The Day Everything Changed

When Love and Loss Collide

I never imagined I would be planning a memorial for my own child. Autumn was just 16 months old when our world turned upside down. It was the 4th of December, and I was finishing a shift in Radiology when Bubba called me. His voice is a sound I’ll never forget. Autumn wasn’t breathing.

We lived only two blocks from the hospital, and he brought her straight to me. I carried her into our trauma room, my mind split between mother and medical professional, but none of it made sense. She looked like she was simply sleeping. My body panicked so deeply that I went into labor with our second child. Everything felt impossible—holding her in my arms while knowing another little one was still growing inside me.

There was no warning, no reason. Just the silence of disbelief. She had been pure joy, and suddenly she was gone. Our whole world shifted in a single moment. We were still parents, but now to both love and loss.


Learning to Move Forward

Six weeks later, I gave birth to Autumn’s sibling. It was a reminder that life and loss can collide in ways that take your breath away. We welcomed a new life even as we carried the ache of the one we lost.

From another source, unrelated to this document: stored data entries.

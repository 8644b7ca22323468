//! Desktop-entry exporter.
//!
//! Writes items as freedesktop-style key files (`<id>.desktop`). This is a
//! version 1 exporter: its formats are a static array ended by a sentinel.

use crate::export::{BufferExport, Exporter, FileExport, FormatId, FormatList, LegacyFormat};
use crate::io::Messages;
use crate::models::{Action, Menu, ObjectItem, Profile};
use camino::Utf8PathBuf;
use std::fmt::Write as _;
use std::fs;

pub const FORMAT_DESKTOP_ENTRY: &str = "DesktopEntry";

static DESKTOP_FORMATS: [LegacyFormat; 2] = [
    LegacyFormat {
        format: Some(FORMAT_DESKTOP_ENTRY),
        label: "Export as a .desktop file",
        description: "Writes the item as a desktop entry key file, \
                      suitable for the file-manager actions directory.",
    },
    LegacyFormat::SENTINEL,
];

#[derive(Debug, Default)]
pub struct DesktopExporter;

impl DesktopExporter {
    pub const ID: &'static str = "desktop-exporter";

    pub fn new() -> Self {
        Self
    }

    fn supports(&self, format: &FormatId, messages: &mut Messages) -> bool {
        if format.as_str() == FORMAT_DESKTOP_ENTRY {
            return true;
        }
        messages.push(format!("{}: unsupported format {}", Self::ID, format));
        false
    }
}

impl Exporter for DesktopExporter {
    fn id(&self) -> &str {
        Self::ID
    }

    fn name(&self) -> String {
        "Desktop entry exporter".to_string()
    }

    fn formats(&self) -> FormatList {
        FormatList::V1(&DESKTOP_FORMATS)
    }

    fn buffer_export(&self) -> Option<&dyn BufferExport> {
        Some(self)
    }

    fn file_export(&self) -> Option<&dyn FileExport> {
        Some(self)
    }
}

impl BufferExport for DesktopExporter {
    fn to_buffer(
        &self,
        item: &ObjectItem,
        format: &FormatId,
        messages: &mut Messages,
    ) -> Option<String> {
        if !self.supports(format, messages) {
            return None;
        }
        Some(render(item))
    }
}

impl FileExport for DesktopExporter {
    fn to_file(
        &self,
        item: &ObjectItem,
        folder: &str,
        format: &FormatId,
        messages: &mut Messages,
    ) -> Option<String> {
        if !self.supports(format, messages) {
            return None;
        }

        let basename = format!("{}.desktop", item.id());
        let path = Utf8PathBuf::from(folder).join(&basename);
        match fs::write(&path, render(item)) {
            Ok(()) => {
                tracing::debug!("Wrote desktop entry {}", path);
                Some(basename)
            }
            Err(e) => {
                messages.push(format!("Unable to write {path}: {e}"));
                None
            }
        }
    }
}

/// Render an item as a desktop entry key file.
pub fn render(item: &ObjectItem) -> String {
    let mut out = String::new();
    match item {
        ObjectItem::Action(action) => render_action(&mut out, action),
        ObjectItem::Menu(menu) => render_menu(&mut out, menu),
    }
    out
}

fn render_action(out: &mut String, action: &Action) {
    out.push_str("[Desktop Entry]\n");
    out.push_str("Type=Action\n");
    write_common(out, &action.label, &action.tooltip, &action.icon, action.enabled);
    if !action.version.is_empty() {
        let _ = writeln!(out, "X-Version={}", action.version);
    }
    let _ = writeln!(out, "TargetContext={}", action.targets.selection);
    let _ = writeln!(out, "TargetLocation={}", action.targets.background);
    let _ = writeln!(out, "TargetToolbar={}", action.targets.toolbar);
    if !action.targets.toolbar_label.is_empty() {
        let _ = writeln!(out, "ToolbarLabel={}", escape(&action.targets.toolbar_label));
    }
    let _ = writeln!(out, "Profiles={}", join_list(action.profiles.iter().map(Profile::id)));

    for profile in &action.profiles {
        out.push('\n');
        render_profile(out, profile);
    }
}

fn render_profile(out: &mut String, profile: &Profile) {
    let _ = writeln!(out, "[X-Action-Profile {}]", profile.id());
    let _ = writeln!(out, "Name={}", escape(&profile.label));

    let exec = if profile.parameters.is_empty() {
        profile.path.clone()
    } else {
        format!("{} {}", profile.path, profile.parameters)
    };
    let _ = writeln!(out, "Exec={}", escape(&exec));

    let conditions = &profile.conditions;
    let _ = writeln!(out, "Basenames={}", join_list(conditions.basenames.iter()));
    let _ = writeln!(out, "Matchcase={}", conditions.matchcase);
    let _ = writeln!(out, "MimeTypes={}", join_list(conditions.mimetypes.iter()));
    let _ = writeln!(out, "Schemes={}", join_list(conditions.schemes.iter()));
    let _ = writeln!(out, "Folders={}", join_list(conditions.folders.iter()));

    let count = if conditions.accept_multiple { ">0" } else { "=1" };
    let _ = writeln!(out, "SelectionCount={count}");
}

fn render_menu(out: &mut String, menu: &Menu) {
    out.push_str("[Desktop Entry]\n");
    out.push_str("Type=Menu\n");
    write_common(out, &menu.label, &menu.tooltip, &menu.icon, menu.enabled);
    let _ = writeln!(out, "ItemsList={}", join_list(menu.items.iter().map(ObjectItem::id)));
}

fn write_common(out: &mut String, label: &str, tooltip: &str, icon: &str, enabled: bool) {
    let _ = writeln!(out, "Name={}", escape(label));
    if !tooltip.is_empty() {
        let _ = writeln!(out, "Tooltip={}", escape(tooltip));
    }
    if !icon.is_empty() {
        let _ = writeln!(out, "Icon={}", escape(icon));
    }
    let _ = writeln!(out, "Enabled={enabled}");
}

/// Semicolon-terminated string list.
fn join_list<I, S>(values: I) -> String
where
    I: IntoIterator<Item = S>,
    S: AsRef<str>,
{
    values.into_iter().fold(String::new(), |mut acc, v| {
        acc.push_str(&escape(v.as_ref()).replace(';', "\\;"));
        acc.push(';');
        acc
    })
}

fn escape(value: &str) -> String {
    value
        .replace('\\', "\\\\")
        .replace('\n', "\\n")
        .replace('\t', "\\t")
}

#[cfg(test)]
mod tests {
    use super::*;
    use tempfile::TempDir;

    fn sample_action() -> ObjectItem {
        let mut action = Action::new("open-terminal");
        action.label = "Open a terminal here".to_string();
        let mut profile = Profile::new("profile-main");
        profile.path = "/usr/bin/gnome-terminal".to_string();
        profile.parameters = "--working-directory=%d".to_string();
        profile.conditions.is_dir = true;
        action.profiles.push(profile);
        action.into()
    }

    #[test]
    fn test_render_action() {
        let text = render(&sample_action());
        assert!(text.starts_with("[Desktop Entry]\nType=Action\n"));
        assert!(text.contains("Name=Open a terminal here\n"));
        assert!(text.contains("Profiles=profile-main;\n"));
        assert!(text.contains("[X-Action-Profile profile-main]\n"));
        assert!(text.contains("Exec=/usr/bin/gnome-terminal --working-directory=%d\n"));
        assert!(text.contains("SelectionCount==1\n"));
    }

    #[test]
    fn test_render_menu_lists_children() {
        let mut menu = Menu::new("tools");
        menu.label = "Tools".to_string();
        menu.items.push(sample_action());
        let text = render(&menu.into());
        assert!(text.contains("Type=Menu\n"));
        assert!(text.contains("ItemsList=open-terminal;\n"));
    }

    #[test]
    fn test_list_values_are_escaped() {
        assert_eq!(join_list(["a;b", "c"]), "a\\;b;c;");
        assert_eq!(escape("two\nlines"), "two\\nlines");
    }

    #[test]
    fn test_to_file_returns_basename() {
        let temp = TempDir::new().unwrap();
        let folder = temp.path().to_str().unwrap();
        let mut messages = Messages::new();

        let basename = DesktopExporter::new()
            .to_file(
                &sample_action(),
                folder,
                &FormatId::new(FORMAT_DESKTOP_ENTRY),
                &mut messages,
            )
            .unwrap();

        assert_eq!(basename, "open-terminal.desktop");
        assert!(temp.path().join(&basename).exists());
        assert!(messages.is_empty());
    }

    #[test]
    fn test_unsupported_format() {
        let mut messages = Messages::new();
        let result =
            DesktopExporter::new().to_buffer(&sample_action(), &FormatId::new("Nope"), &mut messages);
        assert!(result.is_none());
        assert_eq!(messages.len(), 1);
    }
}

That first Christmas without her was one of the hardest seasons of my life. Everywhere I looked were reminders of family, joy, and togetherness, but our table had an empty chair. The lights and the carols couldn’t cover the silence where her laughter should have been. Holidays are supposed to be magical, and instead we were learning how to survive them without her.

What gave us strength was remembering her joy. Autumn’s smile could light up a room, her laughter filled every corner of our home. Even in our grief, we knew her story couldn’t end there. We had to carry her forward.


Why Memories Matter

Photos became lifelines. They were proof that she was here, that her life was real and radiant.

In the years since that first Christmas without her, our family has grown to four more children—Autumn’s siblings who bring both joy and chaos to our home. They all know who she is and recognize her photos. We celebrate her birthday as a family. And only recently did I find the space to begin pressing magnets—to take this grief and love and create something that could be shared.

What started as a way to keep Autumn close has become something bigger: a way to help others hold on to their most important memories.


Autumn’s Legacy Lives On

Out of our loss came the Hope Scholarship, sponsored first by the Standin’ On The Corner Foundation. Bubba and I always wanted it to be bigger. Now, a portion of every magnet order goes toward supporting local high school students who are asked to reflect on their own journeys—times of struggle, times of resilience—and share how they chose to move forward in a positive light.

It’s more than just a scholarship. It’s a ripple effect. Autumn’s story doesn’t end with us; it continues through the courage and growth of young people stepping into their futures. Each order carries her name forward, and in that way, her light keeps spreading.


Carrying Hope in Everyday Life

Today, our life is full of beautiful chaos with our five kids—one in heaven and four here with us. The house is loud, the days are long, and now the presses are here. Tiny hands often “help” us press, pack boxes, and carry finished magnets to the table.

It seems like we’ve been pressing magnets for years, but in reality, this journey is still so new. I will always remember the first magnet I pressed—it was of Autumn. Our little Autumn Hope, forever in our hearts.

For so long, I was pregnant, breastfeeding, or caring for newborns. My life was full of being “Mama” and “Wife,” roles that I treasure with all my heart. But I also needed something that was mine—something that reminded me I am still me. Pressing magnets became that space. A way to honor Autumn, to create something lasting, and to hold on to both my family and myself.


Why We Share This Story

Grief has no roadmap. It’s messy and heavy and it doesn’t disappear. You don’t just “move on.” It comes in waves, and sometimes you feel like you’re drowning.  We keep moving forward. Our grief is a part of our story.

If you’ve lost someone you love, you know that ache. You also know the comfort of holding onto the pieces that remain—photos, keepsakes, memories that remind you that love never really leaves.

That’s why Autumn’s Magnet Press exists. To give families something tangible, something lasting, something that stays close even when life changes unexpectedly. You’re never ready for it, but we can move forward with hope.


🌟 Love doesn’t fade - It finds new ways to stay.

What memory do you want to hold onto?